Think back a decade, even half a decade, and you’ll quickly remember just how severe such an accusation was considered. To sell out was to abandon authenticity in the name of commercialism, to betray the allegiances that define individualism. In many sub-cultures, there was no greater sin.
Today, even though authenticity has become a much more mainstream concept, the idea of selling out has all but faded into obscurity. That creators of all kinds would leverage their personal brands for personal gain is accepted, even celebrated.
In his essay entitled After Authenticity, designer and writer Toby Shorin suggests that selling out isn’t as common a complaint now despite popular culture embracing authenticity, but because of it. By placing so much emphasis on the importance of personalisation and craftsmanship, the hipster culture injected the concept into the zeitgeist with such force that it quickly spread beyond their control.
As a result, even monolithic companies like McDonald’s and Facebook are positioning themselves as champions of authenticity. And so it’s come to the point where, as the 2017 Protein Youth Report claims, “the concept of authenticity is increasingly deemed inauthentic”.
The point where we enter the post-authenticity age.
The writing was on the wall. There was always going to come a time when all the Che Guevera shirt-wearing, hand-pressed chai latte-sipping, ‘you haven’t heard of this band’-listening hipsters were going to become the largest consumer base in markets around the world, and creators were going to have to adapt to them, or perish.
Shorin does a good job of detailing how the adaptation eventuated. While he is, at times, a touch extreme in his denouncement of authenticity as a positive attribute (at one point, he says it “…can have harmful side effects and may be damaging to your health”) his understanding of how it has changed the commercial landscape is clear.

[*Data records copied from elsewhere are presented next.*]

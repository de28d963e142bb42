//! # Weather Cache
//! In-memory cache of weather snapshots, keyed by a ~11 km grid cell
//! (coordinates rounded to one decimal place). Entries are "fresh" inside
//! the TTL and "stale but usable" up to 4× the TTL, the degradation window
//! the provider falls back to when the upstream API is down.
//!
//! Concurrent callers may race to populate a cell; last-writer-wins is fine
//! since both writers carry an equally valid upstream value.

use std::{
    collections::HashMap,
    sync::Mutex,
    time::{Duration, SystemTime, UNIX_EPOCH},
};

use crate::weather::WeatherSnapshot;

/// Stale entries remain usable up to this many TTLs after recording.
const STALE_TTL_FACTOR: u64 = 4;

/// Thread-safe grid-cell cache of weather snapshots.
#[derive(Debug)]
pub struct WeatherCache {
    inner: Mutex<HashMap<CellKey, Entry>>,
    ttl: Duration,
}

/// Coordinates in rounded tenths of a degree, so the key is `Eq + Hash`.
type CellKey = (i32, i32);

#[derive(Debug, Clone)]
struct Entry {
    snapshot: WeatherSnapshot,
    recorded_at_unix: u64,
}

fn cell_key(lat: f64, lng: f64) -> CellKey {
    ((lat * 10.0).round() as i32, (lng * 10.0).round() as i32)
}

impl WeatherCache {
    pub fn new(ttl: Duration) -> Self {
        Self {
            inner: Mutex::new(HashMap::new()),
            ttl,
        }
    }

    /// Store a snapshot for the cell containing `(lat, lng)`.
    /// If `ts_unix` is `None`, current time is used.
    pub fn record(&self, lat: f64, lng: f64, snapshot: WeatherSnapshot, ts_unix: Option<u64>) {
        let recorded_at_unix = ts_unix.unwrap_or_else(now_unix);
        let mut inner = self.inner.lock().expect("weather cache mutex poisoned");
        inner.insert(
            cell_key(lat, lng),
            Entry {
                snapshot,
                recorded_at_unix,
            },
        );
    }

    /// Snapshot younger than the TTL, if any.
    pub fn fresh(&self, lat: f64, lng: f64) -> Option<WeatherSnapshot> {
        self.lookup(lat, lng, self.ttl.as_secs())
    }

    /// Snapshot younger than 4× the TTL — expired but better than nothing.
    pub fn stale(&self, lat: f64, lng: f64) -> Option<WeatherSnapshot> {
        self.lookup(lat, lng, self.ttl.as_secs() * STALE_TTL_FACTOR)
    }

    fn lookup(&self, lat: f64, lng: f64, max_age_secs: u64) -> Option<WeatherSnapshot> {
        let inner = self.inner.lock().expect("weather cache mutex poisoned");
        let entry = inner.get(&cell_key(lat, lng))?;
        let age = now_unix().saturating_sub(entry.recorded_at_unix);
        (age <= max_age_secs).then(|| entry.snapshot.clone())
    }
}

/// Current UNIX time in seconds.
fn now_unix() -> u64 {
    SystemTime::now()
        .duration_since(UNIX_EPOCH)
        .unwrap_or_else(|_| Duration::from_secs(0))
        .as_secs()
}
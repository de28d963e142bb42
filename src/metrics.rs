//! Metric names for the scoring engine. The host process installs its own
//! recorder/exporter; this crate only emits through the `metrics` facade.

use metrics::describe_counter;

pub const SCORES_COMPUTED: &str = "zone_scores_computed_total";
pub const TIMEZONE_FALLBACKS: &str = "zone_timezone_fallbacks_total";
pub const WEATHER_FETCHES: &str = "zone_weather_fetches_total";
pub const WEATHER_FETCH_FAILURES: &str = "zone_weather_fetch_failures_total";
pub const WEATHER_CACHE_FRESH_HITS: &str = "zone_weather_cache_fresh_hits_total";
pub const WEATHER_CACHE_STALE_HITS: &str = "zone_weather_cache_stale_hits_total";

/// Register descriptions with the installed recorder. Optional; emitting
/// works without it.
pub fn describe() {
    describe_counter!(SCORES_COMPUTED, "Demand scores computed");
    describe_counter!(TIMEZONE_FALLBACKS, "Scores computed on UTC wall clock after an unknown IANA zone");
    describe_counter!(WEATHER_FETCHES, "Upstream weather fetch attempts");
    describe_counter!(WEATHER_FETCH_FAILURES, "Weather fetches that failed or timed out");
    describe_counter!(WEATHER_CACHE_FRESH_HITS, "Weather lookups served from the fresh cache");
    describe_counter!(WEATHER_CACHE_STALE_HITS, "Degraded weather lookups served from stale cache");
}
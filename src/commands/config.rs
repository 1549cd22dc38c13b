// Copyright (c) AlphaVelocity.
// All rights reserved.
//
// This source code is licensed under the license found in the
// LICENSE file in the root directory of this source tree.

use anyhow::Result;

use super::Ctx;
use crate::config::{set_api_base_url, Config};
use crate::utils::pretty_table;

pub fn handle(ctx: &Ctx, m: &clap::ArgMatches) -> Result<()> {
    match m.subcommand() {
        Some(("show", _)) => show(ctx)?,
        Some(("set-api", sub)) => {
            let url = set_api_base_url(ctx.conn, sub.get_one::<String>("url").unwrap())?;
            println!("API base URL set to {}", url);
        }
        _ => {}
    }
    Ok(())
}

fn show(ctx: &Ctx) -> Result<()> {
    let cfg = Config::load(ctx.conn)?;
    let session = match &ctx.session {
        Some(s) => format!("{} ({})", s.display_name(), s.role),
        None => "none".to_string(),
    };
    let rows = vec![
        vec![
            "api_base_url".to_string(),
            cfg.api_base_url,
            cfg.source.as_str().to_string(),
        ],
        vec!["session".to_string(), session, "local store".to_string()],
    ];
    println!("{}", pretty_table(&["Key", "Value", "Source"], rows));
    Ok(())
}
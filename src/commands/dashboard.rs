// Copyright (c) AlphaVelocity.
// All rights reserved.
//
// This source code is licensed under the license found in the
// LICENSE file in the root directory of this source tree.

use anyhow::{Context, Result};
use rust_decimal::Decimal;
use serde::Serialize;
use std::collections::BTreeMap;

use super::{navigate, render, Ctx, Output};
use crate::balance::{channel_totals, is_approved, with_house_currencies, ChannelTotals};
use crate::guard::View;
use crate::models::{Currency, Status, Transaction};
use crate::utils::{fmt_money, maybe_print_json, pretty_table};
use crate::workflow::{ListScope, TransactionList};

pub fn handle(ctx: &Ctx, m: &clap::ArgMatches) -> Result<()> {
    let view = navigate(ctx, View::Dashboard)?;
    render(ctx, view, Output::from_matches(m))
}

#[derive(Debug, Clone, PartialEq, Serialize)]
pub struct BalanceCard {
    pub currency: Currency,
    pub entrees: Decimal,
    pub sorties: Decimal,
    pub disponible: Decimal,
}

pub fn balance_cards(totals: BTreeMap<Currency, ChannelTotals>) -> Vec<BalanceCard> {
    totals
        .into_iter()
        .map(|(currency, t)| BalanceCard {
            currency,
            entrees: t.entrees,
            sorties: t.sorties,
            disponible: t.net(),
        })
        .collect()
}

pub fn print_cards(cards: &[BalanceCard]) {
    let rows = cards
        .iter()
        .map(|c| {
            vec![
                c.currency.to_string(),
                fmt_money(&c.entrees, &c.currency),
                fmt_money(&c.sorties, &c.currency),
                fmt_money(&c.disponible, &c.currency),
            ]
        })
        .collect();
    println!(
        "{}",
        pretty_table(&["CCY", "Entrées", "Sorties", "Montant disponible"], rows)
    );
}

#[derive(Debug, Clone, Serialize)]
pub struct DashboardSummary {
    pub cards: Vec<BalanceCard>,
    pub pending: usize,
    pub recent: Vec<Transaction>,
}

/// Cards only count approved transactions; pending sorties are reported
/// separately until an admin acts on them.
pub fn summarize(transactions: &[Transaction], recent: usize) -> DashboardSummary {
    let cards = balance_cards(with_house_currencies(channel_totals(
        transactions,
        is_approved,
    )));
    let pending = transactions
        .iter()
        .filter(|t| t.status == Status::Pending)
        .count();
    DashboardSummary {
        cards,
        pending,
        recent: transactions.iter().take(recent).cloned().collect(),
    }
}

pub fn show(ctx: &Ctx, out: Output) -> Result<()> {
    let session = ctx.session()?;
    let list = TransactionList::load(&ctx.api, ListScope::Mine(session.user_id.clone()))
        .context("Fetching transactions failed")?;
    let summary = summarize(list.items(), 5);
    if maybe_print_json(out.json, out.jsonl, &summary)? {
        return Ok(());
    }
    println!("{}", session.display_name());
    print_cards(&summary.cards);
    if summary.pending > 0 {
        println!("{} transaction(s) awaiting approval.", summary.pending);
    }
    super::transactions::print_table(&summary.recent);
    Ok(())
}
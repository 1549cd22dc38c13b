// Copyright (c) AlphaVelocity.
// All rights reserved.
//
// This source code is licensed under the license found in the
// LICENSE file in the root directory of this source tree.

use finsys::db::{clear_session, init_schema, load_session, save_session};
use finsys::error::ApiError;
use finsys::models::{LoginResponse, Role};
use finsys::session::Session;
use rusqlite::Connection;

fn setup() -> Connection {
    let conn = Connection::open_in_memory().unwrap();
    init_schema(&conn).unwrap();
    conn
}

fn login_body(body: serde_json::Value) -> LoginResponse {
    serde_json::from_value(body).unwrap()
}

#[test]
fn login_response_decodes_role_once() {
    let resp = login_body(serde_json::json!({
        "success": true,
        "token": "jwt.token.here",
        "user": { "id": 12, "role": "Vice-President" }
    }));
    let s = Session::establish(resp, "vp@eglise.cd").unwrap();
    assert_eq!(s.user_id, "12");
    assert_eq!(s.role, Role::VicePresident);
    assert_eq!(s.display_name(), "vp@eglise.cd");
}

#[test]
fn incomplete_login_is_rejected() {
    let bodies = [
        serde_json::json!({ "success": false, "token": "t", "user": { "id": 1, "role": "user" } }),
        serde_json::json!({ "success": true, "user": { "id": 1, "role": "user" } }),
        serde_json::json!({ "success": true, "token": "t", "user": { "role": "user" } }),
        serde_json::json!({ "success": true, "token": "t", "user": { "id": 1 } }),
        serde_json::json!({ "success": true, "token": "  ", "user": { "id": 1, "role": "user" } }),
    ];
    for body in bodies {
        assert!(matches!(
            Session::establish(login_body(body), "x@y.z"),
            Err(ApiError::Validation(_))
        ));
    }
}

#[test]
fn debug_output_hides_the_token() {
    let s = Session::restore("secret-token".into(), "1".into(), "admin", None);
    let shown = format!("{:?}", s);
    assert!(!shown.contains("secret-token"));
    assert!(shown.contains("<redacted>"));
}

#[test]
fn session_survives_a_restart_and_dies_on_logout() {
    let conn = setup();
    assert!(load_session(&conn).unwrap().is_none());

    let s = Session::restore("tok".into(), "7".into(), "Financier", Some("f@x.cd".into()));
    save_session(&conn, &s).unwrap();
    let back = load_session(&conn).unwrap().unwrap();
    assert_eq!(back, s);
    assert_eq!(back.role, Role::Financier);

    let other = Session::restore("tok2".into(), "8".into(), "admin", None);
    save_session(&conn, &other).unwrap();
    assert_eq!(load_session(&conn).unwrap().unwrap().user_id, "8");

    assert!(clear_session(&conn).unwrap());
    assert!(load_session(&conn).unwrap().is_none());
    assert!(!clear_session(&conn).unwrap());
}

#[test]
fn corrupt_stored_session_is_dropped() {
    let conn = setup();
    conn.execute(
        "INSERT INTO session(id, token, user_id, role) VALUES (1, '', '3', 'user')",
        [],
    )
    .unwrap();
    assert!(load_session(&conn).unwrap().is_none());
    let left: i64 = conn
        .query_row("SELECT COUNT(*) FROM session", [], |r| r.get(0))
        .unwrap();
    assert_eq!(left, 0);
}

In light of his skepticism, it’s a surprise to reach the final line of the essay to find Shorin exclaiming “trust in business can no longer be based on visual signals of authenticity, only on proof of work”. On the surface, it might seem like the statement confirms his claim that authenticity is obsolete, but to my mind it actually certifies the importance of true authenticity.

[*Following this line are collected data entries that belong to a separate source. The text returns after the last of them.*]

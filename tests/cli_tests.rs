// Copyright (c) AlphaVelocity.
// All rights reserved.
//
// This source code is licensed under the license found in the
// LICENSE file in the root directory of this source tree.

mod common;

use common::{dec, tx};
use finsys::cli::build_cli;
use finsys::commands::{admin, dashboard, financier, transactions, users};
use finsys::models::{Channel, Currency, Role, Status, TransactionUpdate, User};

fn sub<'a>(m: &'a clap::ArgMatches, path: &[&str]) -> &'a clap::ArgMatches {
    path.iter().fold(m, |acc, name| {
        acc.subcommand_matches(name)
            .unwrap_or_else(|| panic!("missing subcommand {}", name))
    })
}

fn user(id: &str, name: &str, surname: &str) -> User {
    serde_json::from_value(serde_json::json!({
        "id": id, "name": name, "surname": surname, "email": "", "role": "user"
    }))
    .unwrap()
}

#[test]
fn tx_add_builds_a_draft() {
    let m = build_cli().get_matches_from([
        "finsys", "tx", "add", "--date", "2025-03-04", "--amount", "60", "--currency", "$",
        "--channel", "entrees", "--motif", "Offrande", "--yes",
    ]);
    let draft = transactions::draft_from_matches(sub(&m, &["tx", "add"])).unwrap();
    assert_eq!(draft.date, chrono::NaiveDate::from_ymd_opt(2025, 3, 4));
    assert_eq!(draft.amount, Some(dec("60")));
    assert_eq!(draft.currency, Some(Currency::Usd));
    assert_eq!(draft.channel, Some(Channel::Entrees));
    let new = draft.validate().unwrap();
    assert_eq!(new.motif, "Offrande");
}

#[test]
fn tx_add_rejects_garbage_amount() {
    let m = build_cli().get_matches_from([
        "finsys", "tx", "add", "--amount", "abc", "--currency", "FC", "--channel", "Sorties",
        "--motif", "x",
    ]);
    assert!(transactions::draft_from_matches(sub(&m, &["tx", "add"])).is_err());
}

#[test]
fn tx_add_requires_fields_at_parse_time() {
    let res = build_cli().try_get_matches_from(["finsys", "tx", "add", "--amount", "5"]);
    assert!(res.is_err());
}

#[test]
fn list_filter_narrows_and_limits() {
    let data = vec![
        tx("1", "10", "USD", "Entrées", "approved"),
        tx("2", "20", "USD", "Sorties", "pending"),
        tx("3", "30", "FC", "Entrées", "pending"),
        tx("4", "40", "FC", "Entrées", "approved"),
    ];
    let m = build_cli().get_matches_from([
        "finsys", "tx", "list", "--channel", "entrees", "--status", "Approved",
    ]);
    let filter = transactions::ListFilter::from_matches(sub(&m, &["tx", "list"]));
    let ids: Vec<_> = filter.apply(&data).into_iter().map(|t| t.id).collect();
    assert_eq!(ids, vec!["1", "4"]);

    let m = build_cli().get_matches_from(["finsys", "tx", "list", "--limit", "2"]);
    let filter = transactions::ListFilter::from_matches(sub(&m, &["tx", "list"]));
    assert_eq!(filter.apply(&data).len(), 2);
}

#[test]
fn admin_update_keeps_unset_fields() {
    let current = TransactionUpdate::from_existing(&tx("9", "15", "USD", "Sorties", "pending"))
        .unwrap();
    let m = build_cli().get_matches_from([
        "finsys", "admin", "tx", "update", "9", "--amount", "17.5", "--motif", "Bus",
    ]);
    let next = admin::merge_update(current.clone(), sub(&m, &["admin", "tx", "update"])).unwrap();
    assert_eq!(next.amount, dec("17.5"));
    assert_eq!(next.motif, "Bus");
    assert_eq!(next.currency, current.currency);
    assert_eq!(next.channel, Channel::Sorties);
    assert_eq!(next.date, current.date);
}

#[test]
fn admin_update_rejects_unknown_channel() {
    let current = TransactionUpdate::from_existing(&tx("9", "15", "USD", "Sorties", "pending"))
        .unwrap();
    let m = build_cli().get_matches_from([
        "finsys", "admin", "tx", "update", "9", "--channel", "transfer",
    ]);
    assert!(admin::merge_update(current, sub(&m, &["admin", "tx", "update"])).is_err());
}

#[test]
fn user_patch_only_carries_given_fields() {
    let m = build_cli().get_matches_from([
        "finsys", "admin", "users", "update", "5", "--role", "Vice President",
    ]);
    let patch = users::update_from_matches(sub(&m, &["admin", "users", "update"]));
    assert_eq!(patch.role, Some(Role::VicePresident));
    assert!(patch.name.is_none());
    assert!(!patch.is_empty());

    let m = build_cli().get_matches_from(["finsys", "admin", "users", "update", "5"]);
    assert!(users::update_from_matches(sub(&m, &["admin", "users", "update"])).is_empty());
}

#[test]
fn dashboard_counts_approved_and_reports_pending() {
    let data = vec![
        tx("1", "100", "USD", "Entrées", "approved"),
        tx("2", "40", "USD", "Sorties", "approved"),
        tx("3", "500", "USD", "Sorties", "pending"),
    ];
    let summary = dashboard::summarize(&data, 2);
    assert_eq!(summary.pending, 1);
    assert_eq!(summary.recent.len(), 2);
    let usd = summary
        .cards
        .iter()
        .find(|c| c.currency == Currency::Usd)
        .unwrap();
    assert_eq!(usd.disponible, dec("60"));
    let fc = summary
        .cards
        .iter()
        .find(|c| c.currency == Currency::Fc)
        .unwrap();
    assert_eq!(fc.disponible, dec("0"));
}

#[test]
fn financier_report_ranks_and_truncates() {
    let mut data = vec![
        tx("1", "10", "USD", "Entrées", "approved"),
        tx("2", "10", "USD", "Entrées", "approved"),
        tx("3", "10", "FC", "Entrées", "approved"),
        tx("4", "10", "FC", "Sorties", "declined"),
    ];
    data[2].user_id = Some("u2".to_string());
    data[3].user_id = Some("u3".to_string());
    let people = vec![user("u1", "Ana", "Mbala"), user("u2", "Joel", "Kasa")];

    let report = financier::build_report(data, &people, 1);
    assert_eq!(report.contributors.len(), 1);
    assert_eq!(report.contributors[0].name, "Ana Mbala");
    assert_eq!(report.contributors[0].approved_count, 2);
    assert_eq!(report.transactions.len(), 4);
    assert!(report
        .transactions
        .iter()
        .any(|t| t.status == Status::Declined));
    assert_eq!(financier::owner_name(&report.transactions[3], &people), "u3");
}

#[test]
fn admin_update_rejects_non_positive_amount() {
    let current = TransactionUpdate::from_existing(&tx("9", "15", "USD", "Sorties", "pending"))
        .unwrap();
    for amount in ["--amount=-50", "--amount=0"] {
        let m = build_cli().get_matches_from(["finsys", "admin", "tx", "update", "9", amount]);
        assert!(admin::merge_update(current.clone(), sub(&m, &["admin", "tx", "update"])).is_err());
    }
}

#[test]
fn admin_update_rejects_blank_motif() {
    let current = TransactionUpdate::from_existing(&tx("9", "15", "USD", "Sorties", "pending"))
        .unwrap();
    for motif in ["", "   "] {
        let m = build_cli().get_matches_from([
            "finsys", "admin", "tx", "update", "9", "--motif", motif,
        ]);
        assert!(admin::merge_update(current.clone(), sub(&m, &["admin", "tx", "update"])).is_err());
    }
}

They might not always be the majority, but nevertheless, there are great groups of consumers that are seeking authenticity in the work of artists and business operators alike. Such authenticity confirms not only the identity of the consumer (as was the case in hipster culture), but the identity of the creator.

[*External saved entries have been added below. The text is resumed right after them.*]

// Copyright (c) AlphaVelocity.
// All rights reserved.
//
// This source code is licensed under the license found in the
// LICENSE file in the root directory of this source tree.

use crate::error::ApiError;
use crate::models::{LoginResponse, Role};
use std::fmt;

/// An authenticated session: created by a successful login, destroyed by
/// logout or when the backend rejects the token.
#[derive(Clone, PartialEq, Eq)]
pub struct Session {
    pub token: String,
    pub user_id: String,
    pub role: Role,
    pub email: Option<String>,
}

impl Session {
    /// Decode a login response into a session. This is the one place role
    /// strings are normalised.
    pub fn establish(resp: LoginResponse, email: &str) -> Result<Session, ApiError> {
        let missing = || ApiError::Validation("Login data missing required fields.".to_string());
        if !resp.success {
            return Err(missing());
        }
        let user = resp.user.ok_or_else(missing)?;
        let token = resp.token.filter(|t| !t.trim().is_empty()).ok_or_else(missing)?;
        let user_id = user.id.ok_or_else(missing)?;
        let role = user.role.as_deref().map(Role::parse).ok_or_else(missing)?;
        let email = user
            .email
            .filter(|e| !e.is_empty())
            .or_else(|| Some(email.to_string()).filter(|e| !e.is_empty()));
        tracing::info!(user_id = %user_id, role = %role, "session established");
        Ok(Session {
            token,
            user_id,
            role,
            email,
        })
    }

    /// Rebuild a session from stored columns.
    pub fn restore(token: String, user_id: String, role: &str, email: Option<String>) -> Session {
        Session {
            token,
            user_id,
            role: Role::parse(role),
            email,
        }
    }

    pub fn is_valid(&self) -> bool {
        !self.token.trim().is_empty() && !self.user_id.is_empty()
    }

    pub fn display_name(&self) -> &str {
        self.email.as_deref().unwrap_or("User")
    }
}

impl fmt::Debug for Session {
    fn fmt(&self, f: &mut fmt::Formatter<'_>) -> fmt::Result {
        f.debug_struct("Session")
            .field("token", &"<redacted>")
            .field("user_id", &self.user_id)
            .field("role", &self.role)
            .field("email", &self.email)
            .finish()
    }
}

Shorin’s essay establishes a divide in the two when he talks about cultures feeling infantilised by Western anthropologists who wanted “original experiences” to base their studies on, or when he shows a fried chicken ad that portrays the food as “handcrafted”.
True authenticity does the opposite. It forms a connection between creator and consumer that transcends marketing spin. It drives engagement and appreciation that shines through in the proof of work.
Consumers are right to be critical of creators who claim to be authentic. They should be. For every one that seriously wants to engage with them, there are a few that only want to engage with their wallet.
But when they find the proof they need, they will support a brand that supports what they believe in. Popularity, irony, commercialism – these considerations that used to define authenticity don’t matter anymore. All that matters is the work.
Authenticity is dead. Long live authenticity.